简体   繁体   English

使用 pdfbox 获取表单字段值

[英]Using pdfbox to get form field values

I'm using pdfbox for the first time.我第一次使用pdfbox。 Now I'm reading something on the website Pdf现在我正在阅读网站上的一些东西Pdf

Summarizing I have a pdf like this:总结一下我有一个这样的pdf:

在此处输入图片说明

only that my file has many and many different component(textField,RadionButton,CheckBox).只是我的文件有很多不同的组件(textField、RadionButton、CheckBox)。 For this pdf I have to read these values : Mauro,Rossi,MyCompany.对于此 pdf,我必须阅读以下值:Mauro、Rossi、MyCompany。 For now I wrote the following code:现在我写了以下代码:

PDDocument pdDoc = PDDocument.loadNonSeq( myFile, null );
PDDocumentCatalog pdCatalog = pdDoc.getDocumentCatalog();
PDAcroForm pdAcroForm = pdCatalog.getAcroForm();

for(PDField pdField : pdAcroForm.getFields()){
    System.out.println(pdField.getValue())
}

Is this a correct way to read the value inside the form component?这是读取表单组件内值的正确方法吗? Any suggestion about this?对此有何建议? Where can I learn other things on pdfbox?我在哪里可以在 pdfbox 上学到其他东西?

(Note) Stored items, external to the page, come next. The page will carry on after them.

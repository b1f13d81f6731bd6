//! Loading pipeline: reads data files, checks references, builds the catalog
//! and the bench grid.
//!
//! Provides format detection (RON/JSON/TOML), file discovery, and
//! deserialization helpers, plus [`load_workshop`] which ties them together.

use machinery_core::catalog::{Catalog, CatalogBuilder, CatalogError};
use machinery_spatial::{CellArchetype, CellGrid, GridError, Placeability};
use serde::de::DeserializeOwned;
use std::path::{Path, PathBuf};
use tracing::debug;

use crate::schema::{ComponentData, LayoutData};
use crate::settings::{Settings, load_settings};

// ===========================================================================
// Errors
// ===========================================================================

/// Errors that can occur during data loading.
#[derive(Debug, thiserror::Error)]
pub enum DataLoadError {
    /// A required data file was not found in the given directory.
    #[error("required file '{file}' not found in {dir}")]
    MissingRequired { file: &'static str, dir: PathBuf },

    /// The file has an extension we don't support.
    #[error("unsupported format for file: {file}")]
    UnsupportedFormat { file: PathBuf },

    /// Two files with the same base name but different formats exist.
    #[error("conflicting formats: {a} and {b}")]
    ConflictingFormats { a: PathBuf, b: PathBuf },

    /// A deserialization error occurred.
    #[error("parse error in {file}: {detail}")]
    Parse { file: PathBuf, detail: String },

    /// A name reference could not be resolved.
    #[error("unresolved {expected_kind} reference '{name}' in {file}")]
    UnresolvedRef {
        file: PathBuf,
        name: String,
        expected_kind: &'static str,
    },

    /// A duplicate name was found.
    #[error("duplicate name '{name}' in {file}")]
    DuplicateName { file: PathBuf, name: String },

    /// The layout file describes an impossible grid.
    #[error("bad layout in {file}: {detail}")]
    Layout { file: PathBuf, detail: String },

    #[error(transparent)]
    Catalog(#[from] CatalogError),

    #[error(transparent)]
    Grid(#[from] GridError),

    /// An I/O error occurred.
    #[error(transparent)]
    Io(#[from] std::io::Error),
}

// ===========================================================================
// Format detection
// ===========================================================================

/// Supported data file formats.
#[derive(Debug, Clone, Copy, PartialEq, Eq)]
pub enum Format {
    Ron,
    Toml,
    Json,
}

/// Detect the format of a file based on its extension.
pub fn detect_format(path: &Path) -> Result<Format, DataLoadError> {
    match path.extension().and_then(|e| e.to_str()) {
        Some("ron") => Ok(Format::Ron),
        Some("toml") => Ok(Format::Toml),
        Some("json") => Ok(Format::Json),
        _ => Err(DataLoadError::UnsupportedFormat {
            file: path.to_path_buf(),
        }),
    }
}

// ===========================================================================
// File discovery
// ===========================================================================

/// Scan `dir` for `{base_name}.ron`, `{base_name}.toml` and
/// `{base_name}.json`.
///
/// Returns `Ok(None)` if none exists, or `Err(ConflictingFormats)` if more
/// than one does.
pub fn find_data_file(dir: &Path, base_name: &str) -> Result<Option<PathBuf>, DataLoadError> {
    let mut found: Option<PathBuf> = None;

    for ext in ["ron", "toml", "json"] {
        let candidate = dir.join(format!("{base_name}.{ext}"));
        if candidate.exists() {
            if let Some(existing) = found {
                return Err(DataLoadError::ConflictingFormats {
                    a: existing,
                    b: candidate,
                });
            }
            found = Some(candidate);
        }
    }

    Ok(found)
}

/// Like [`find_data_file`], but a missing file is an error.
pub fn require_data_file(dir: &Path, base_name: &'static str) -> Result<PathBuf, DataLoadError> {
    find_data_file(dir, base_name)?.ok_or_else(|| DataLoadError::MissingRequired {
        file: base_name,
        dir: dir.to_path_buf(),
    })
}

// ===========================================================================
// Deserialization
// ===========================================================================

fn parse_error(path: &Path, detail: impl ToString) -> DataLoadError {
    DataLoadError::Parse {
        file: path.to_path_buf(),
        detail: detail.to_string(),
    }
}

/// Read a file and deserialize it according to its extension.
pub fn deserialize_file<T: DeserializeOwned>(path: &Path) -> Result<T, DataLoadError> {
    let format = detect_format(path)?;
    let content = std::fs::read_to_string(path)?;

    match format {
        Format::Ron => ron::from_str(&content).map_err(|e| parse_error(path, e)),
        Format::Json => serde_json::from_str(&content).map_err(|e| parse_error(path, e)),
        Format::Toml => toml::from_str(&content).map_err(|e| parse_error(path, e)),
    }
}

/// Deserialize a list. TOML has no top-level arrays, so for TOML files the
/// list is read from the array at `toml_key`; RON and JSON hold `Vec<T>`
/// directly.
pub fn deserialize_list<T: DeserializeOwned>(
    path: &Path,
    toml_key: &str,
) -> Result<Vec<T>, DataLoadError> {
    let format = detect_format(path)?;
    let content = std::fs::read_to_string(path)?;

    match format {
        Format::Ron => ron::from_str(&content).map_err(|e| parse_error(path, e)),
        Format::Json => serde_json::from_str(&content).map_err(|e| parse_error(path, e)),
        Format::Toml => {
            let table: toml::Value = toml::from_str(&content).map_err(|e| parse_error(path, e))?;
            let array = table
                .get(toml_key)
                .ok_or_else(|| parse_error(path, format!("missing key '{toml_key}' in TOML file")))?
                .clone();
            array
                .try_into()
                .map_err(|e: toml::de::Error| parse_error(path, e))
        }
    }
}

// ===========================================================================
// Catalog
// ===========================================================================

/// Build a catalog from component records, reporting file-level problems
/// (duplicate names, dangling port links) before the builder validates
/// shapes.
pub fn build_catalog(components: &[ComponentData], file: &Path) -> Result<Catalog, DataLoadError> {
    let mut builder = CatalogBuilder::new();
    for data in components {
        if builder.id(&data.name).is_some() {
            return Err(DataLoadError::DuplicateName {
                file: file.to_path_buf(),
                name: data.name.clone(),
            });
        }
        for link in &data.port_links {
            let refs = std::iter::once(&link.input).chain(link.output.as_ref());
            for port in refs {
                if !data.ports.iter().any(|p| &p.id == port) {
                    return Err(DataLoadError::UnresolvedRef {
                        file: file.to_path_buf(),
                        name: format!("{}.{port}", data.name),
                        expected_kind: "port",
                    });
                }
            }
        }
        builder.register(data.to_def())?;
    }
    Ok(builder.build()?)
}

// ===========================================================================
// Layout
// ===========================================================================

fn archetype_for_char(ch: char) -> Option<CellArchetype> {
    match ch {
        '.' => Some(CellArchetype::Normal),
        'c' => Some(CellArchetype::Connector),
        'd' => Some(CellArchetype::Display),
        '#' => Some(CellArchetype::Blocked),
        _ => None,
    }
}

/// Build the bench grid from a layout record.
pub fn build_grid(layout: &LayoutData, file: &Path) -> Result<CellGrid, DataLoadError> {
    let bad = |detail: String| DataLoadError::Layout {
        file: file.to_path_buf(),
        detail,
    };
    let (width, height) = (layout.width, layout.height);

    let placeability: Vec<Placeability> = match (layout.rows.is_empty(), layout.cells.is_empty()) {
        (false, true) => {
            if layout.rows.len() != height as usize {
                return Err(bad(format!(
                    "{} rows, expected {height}",
                    layout.rows.len()
                )));
            }
            // Rows are listed top-down; cell storage starts at y = 0.
            let mut out = Vec::with_capacity(width as usize * height as usize);
            for (i, row) in layout.rows.iter().enumerate().rev() {
                let chars: Vec<char> = row.chars().collect();
                if chars.len() != width as usize {
                    return Err(bad(format!(
                        "row {i} has {} cells, expected {width}",
                        chars.len()
                    )));
                }
                for ch in chars {
                    let archetype = archetype_for_char(ch)
                        .ok_or_else(|| bad(format!("unknown cell '{ch}' in row {i}")))?;
                    out.push(archetype.placeability());
                }
            }
            out
        }
        (true, false) => layout
            .cells
            .iter()
            .map(|name| CellArchetype::from_name(name).placeability())
            .collect(),
        (true, true) => return Err(bad("neither rows nor cells given".to_string())),
        (false, false) => return Err(bad("both rows and cells given".to_string())),
    };

    Ok(CellGrid::new(width, height, placeability)?)
}

// ===========================================================================
// Workshop
// ===========================================================================

/// Everything a workbench session needs at startup.
#[derive(Debug)]
pub struct WorkshopData {
    pub catalog: Catalog,
    pub grid: CellGrid,
    pub settings: Settings,
}

/// Load `components` and `layout` (required) and `settings` (optional) from
/// `dir`.
pub fn load_workshop(dir: &Path) -> Result<WorkshopData, DataLoadError> {
    let components_path = require_data_file(dir, "components")?;
    let components: Vec<ComponentData> = deserialize_list(&components_path, "components")?;
    let catalog = build_catalog(&components, &components_path)?;

    let layout_path = require_data_file(dir, "layout")?;
    let layout: LayoutData = deserialize_file(&layout_path)?;
    let grid = build_grid(&layout, &layout_path)?;

    let settings = match find_data_file(dir, "settings")? {
        Some(path) => load_settings(&path)?,
        None => Settings::default(),
    };

    debug!(
        components = catalog.len(),
        width = grid.width(),
        height = grid.height(),
        "workshop loaded"
    );
    Ok(WorkshopData {
        catalog,
        grid,
        settings,
    })
}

The code you have should work.您拥有的代码应该可以工作。 If you are actually looking to do something with the values, you'll likely need to use some other methods.如果您真的想对这些值做一些事情,您可能需要使用其他一些方法。 For example, you can get specific fields using pdAcroForm.getField(<fieldName>) :例如,您可以使用pdAcroForm.getField(<fieldName>)获取特定字段:

PDField firstNameField = pdAcroForm.getField("firstName");
PDField lastNameField = pdAcroForm.getField("lastName");

Note that PDField is just a base class.请注意, PDField只是一个基类。 You can cast things to sub classes to get more interesting information from them.您可以将事物转换为子类以从中获取更多有趣的信息。 For example:例如:

PDCheckbox fullTimeSalary = (PDCheckbox) pdAcroForm.getField("fullTimeSalary");
if(fullTimeSalary.isChecked()) {
    log.debug("The person earns a full-time salary");
} else {
    log.debug("The person does not earn a full-time salary");
}

As you suggest, you'll find more information at the apache pdfbox website.正如您所建议的,您可以在 apache pdfbox 网站上找到更多信息。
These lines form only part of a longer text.